*TO DO*:
In the data that follows, find each line containing "https" and copy it.

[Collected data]
use anyhow::anyhow;
use async_trait::async_trait;
use chrono::{DateTime, NaiveDate, TimeZone, Utc};
use std::sync::Mutex;
use ytm_updater::models::SnapshotRow;
use ytm_updater::updater::{update_snapshot, HistorySource, SnapshotWriter};
use ytm_updater::{Diagnostics, RankingTier, UpdateError, UpdateRequest};
use ytmusic::{AlbumRef, ArtistRef, PlayEvent, Thumbnail};

struct FakeHistory {
    events: Option<Vec<PlayEvent>>,
    requested: Mutex<Vec<usize>>,
}

impl FakeHistory {
    fn with(events: Vec<PlayEvent>) -> Self {
        Self {
            events: Some(events),
            requested: Mutex::new(Vec::new()),
        }
    }

    fn failing() -> Self {
        Self {
            events: None,
            requested: Mutex::new(Vec::new()),
        }
    }
}

#[async_trait]
impl HistorySource for FakeHistory {
    async fn fetch_history(&self, limit: usize) -> anyhow::Result<Vec<PlayEvent>> {
        self.requested.lock().unwrap().push(limit);
        match &self.events {
            Some(events) => Ok(events.iter().take(limit).cloned().collect()),
            None => Err(ytmusic::Error::HistoryUnavailable("history is paused".into()).into()),
        }
    }
}

/// Keyed like the real table, so a second write for the same day replaces
/// the first.
#[derive(Default)]
struct MemoryStore {
    rows: Mutex<Vec<SnapshotRow>>,
    reject: bool,
}

#[async_trait]
impl SnapshotWriter for MemoryStore {
    async fn upsert_snapshot(&self, row: &SnapshotRow) -> anyhow::Result<()> {
        if self.reject {
            return Err(anyhow!("upsert rejected: 401 Unauthorized"));
        }
        let mut rows = self.rows.lock().unwrap();
        rows.retain(|r| {
            (&r.user_id, &r.service_id, r.snapshot_date)
                != (&row.user_id, &row.service_id, row.snapshot_date)
        });
        rows.push(row.clone());
        Ok(())
    }
}

fn now() -> DateTime<Utc> {
    Utc.with_ymd_and_hms(2026, 10, 19, 8, 30, 0).unwrap()
}

fn request(tier: RankingTier) -> UpdateRequest<'static> {
    UpdateRequest {
        user_id: "user-1",
        tier,
        history_limit: 150,
    }
}

fn play(video_id: &str, title: &str, artists: &[&str]) -> PlayEvent {
    PlayEvent {
        video_id: Some(video_id.to_string()),
        title: Some(title.to_string()),
        artists: artists
            .iter()
            .map(|name| ArtistRef {
                id: None,
                name: Some(name.to_string()),
            })
            .collect(),
        album: Some(AlbumRef {
            id: None,
            name: Some(format!("{} album", title)),
        }),
        thumbnails: vec![Thumbnail {
            url: format!("https://i.ytimg.com/{}.jpg", video_id),
            width: 60,
            height: 60,
        }],
        ..Default::default()
    }
}

#[tokio::test]
async fn writes_ranked_snapshot() {
    let source = FakeHistory::with(vec![
        play("v1", "one", &["A"]),
        play("v2", "two", &["A"]),
        play("v1", "one", &["A"]),
    ]);
    let store = MemoryStore::default();

    let summary = update_snapshot(&source, &store, &request(RankingTier::Standard), now())
        .await
        .unwrap();

    assert_eq!(summary.snapshot_date, NaiveDate::from_ymd_opt(2026, 10, 19).unwrap());
    assert_eq!(summary.history_fetched_count, 3);
    assert_eq!(summary.calculated_tracks_count, 2);
    assert_eq!(summary.calculated_artists_count, 1);
    assert_eq!(*source.requested.lock().unwrap(), vec![150]);

    let rows = store.rows.lock().unwrap();
    assert_eq!(rows.len(), 1);
    let row = &rows[0];
    assert_eq!(row.user_id, "user-1");
    assert_eq!(row.service_id, "youtubemusic");
    assert_eq!(row.last_updated, now());

    let tracks: Vec<(&str, u32)> = row
        .top_tracks
        .iter()
        .map(|t| (t.id.as_str(), t.play_count))
        .collect();
    assert_eq!(tracks, vec![("v1", 2), ("v2", 1)]);
    assert_eq!(row.top_tracks[0].uri, "https://music.youtube.com/watch?v=v1");
    assert_eq!(row.top_tracks[0].album_name, "one album");
    assert_eq!(
        row.top_tracks[0].image_url.as_deref(),
        Some("https://i.ytimg.com/v1.jpg")
    );

    assert_eq!(row.top_artists.len(), 1);
    assert_eq!(row.top_artists[0].name, "A");
    assert_eq!(row.top_artists[0].id, "ytm-artist-a");
    assert_eq!(row.top_artists[0].popularity, 3);

    assert_eq!(
        row.raw_data,
        Diagnostics {
            history_fetched_count: 3,
            calculated_artists_count: 1,
            calculated_tracks_count: 2,
        }
    );
}

#[tokio::test]
async fn tier_sets_the_list_length() {
    let events: Vec<PlayEvent> = (0..8)
        .map(|i| play(&format!("v{}", i), &format!("t{}", i), &[format!("artist {}", i).as_str()]))
        .collect();
    let store = MemoryStore::default();

    let standard = update_snapshot(
        &FakeHistory::with(events.clone()),
        &store,
        &request(RankingTier::Standard),
        now(),
    )
    .await
    .unwrap();
    assert_eq!(standard.calculated_tracks_count, 3);
    assert_eq!(standard.calculated_artists_count, 3);

    let elevated = update_snapshot(
        &FakeHistory::with(events),
        &store,
        &request(RankingTier::Elevated),
        now(),
    )
    .await
    .unwrap();
    assert_eq!(elevated.calculated_tracks_count, 5);
    assert_eq!(elevated.calculated_artists_count, 5);

    let rows = store.rows.lock().unwrap();
    assert_eq!(rows.len(), 1);
    assert_eq!(rows[0].top_tracks.len(), 5);
    let ids: Vec<&str> = rows[0].top_tracks.iter().map(|t| t.id.as_str()).collect();
    assert_eq!(ids, vec!["v0", "v1", "v2", "v3", "v4"]);
}

#[tokio::test]
async fn empty_history_still_writes_an_empty_snapshot() {
    let source = FakeHistory::with(Vec::new());
    let store = MemoryStore::default();

    let summary = update_snapshot(&source, &store, &request(RankingTier::Standard), now())
        .await
        .unwrap();
    assert_eq!(summary.history_fetched_count, 0);

    let rows = store.rows.lock().unwrap();
    assert_eq!(rows.len(), 1);
    assert!(rows[0].top_tracks.is_empty());
    assert!(rows[0].top_artists.is_empty());
    assert_eq!(rows[0].raw_data, Diagnostics::default());
}

#[tokio::test]
async fn failed_fetch_writes_nothing() {
    let source = FakeHistory::failing();
    let store = MemoryStore::default();

    let err = update_snapshot(&source, &store, &request(RankingTier::Standard), now())
        .await
        .unwrap_err();

    assert!(matches!(err, UpdateError::Fetch(_)));
    assert_eq!(err.phase(), "fetch");
    assert!(err.to_string().contains("history is paused"));
    assert!(store.rows.lock().unwrap().is_empty());
}

#[tokio::test]
async fn rejected_write_is_a_write_error() {
    let source = FakeHistory::with(vec![play("v1", "one", &["A"])]);
    let store = MemoryStore {
        reject: true,
        ..Default::default()
    };

    let err = update_snapshot(&source, &store, &request(RankingTier::Standard), now())
        .await
        .unwrap_err();

    assert!(matches!(err, UpdateError::Write(_)));
    assert!(err.to_string().contains("401"));
}

#[tokio::test]
async fn same_day_rerun_replaces_the_snapshot() {
    let store = MemoryStore::default();

    update_snapshot(
        &FakeHistory::with(vec![play("v1", "one", &["A"])]),
        &store,
        &request(RankingTier::Standard),
        now(),
    )
    .await
    .unwrap();

    let later = now() + chrono::Duration::hours(6);
    update_snapshot(
        &FakeHistory::with(vec![play("v9", "nine", &["B"]), play("v9", "nine", &["B"])]),
        &store,
        &request(RankingTier::Standard),
        later,
    )
    .await
    .unwrap();

    let next_day = now() + chrono::Duration::days(1);
    update_snapshot(
        &FakeHistory::with(vec![play("v2", "two", &["C"])]),
        &store,
        &request(RankingTier::Standard),
        next_day,
    )
    .await
    .unwrap();

    let rows = store.rows.lock().unwrap();
    assert_eq!(rows.len(), 2);

    let today = rows
        .iter()
        .find(|r| r.snapshot_date == NaiveDate::from_ymd_opt(2026, 10, 19).unwrap())
        .unwrap();
    assert_eq!(today.last_updated, later);
    assert_eq!(today.top_tracks.len(), 1);
    assert_eq!(today.top_tracks[0].id, "v9");
    assert_eq!(today.top_tracks[0].play_count, 2);
}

*RESULT OF THE TASK*:
            url: format!("https://i.ytimg.com/{}.jpg", video_id),
    assert_eq!(row.top_tracks[0].uri, "https://music.youtube.com/watch?v=v1");
        Some("https://i.ytimg.com/v1.jpg")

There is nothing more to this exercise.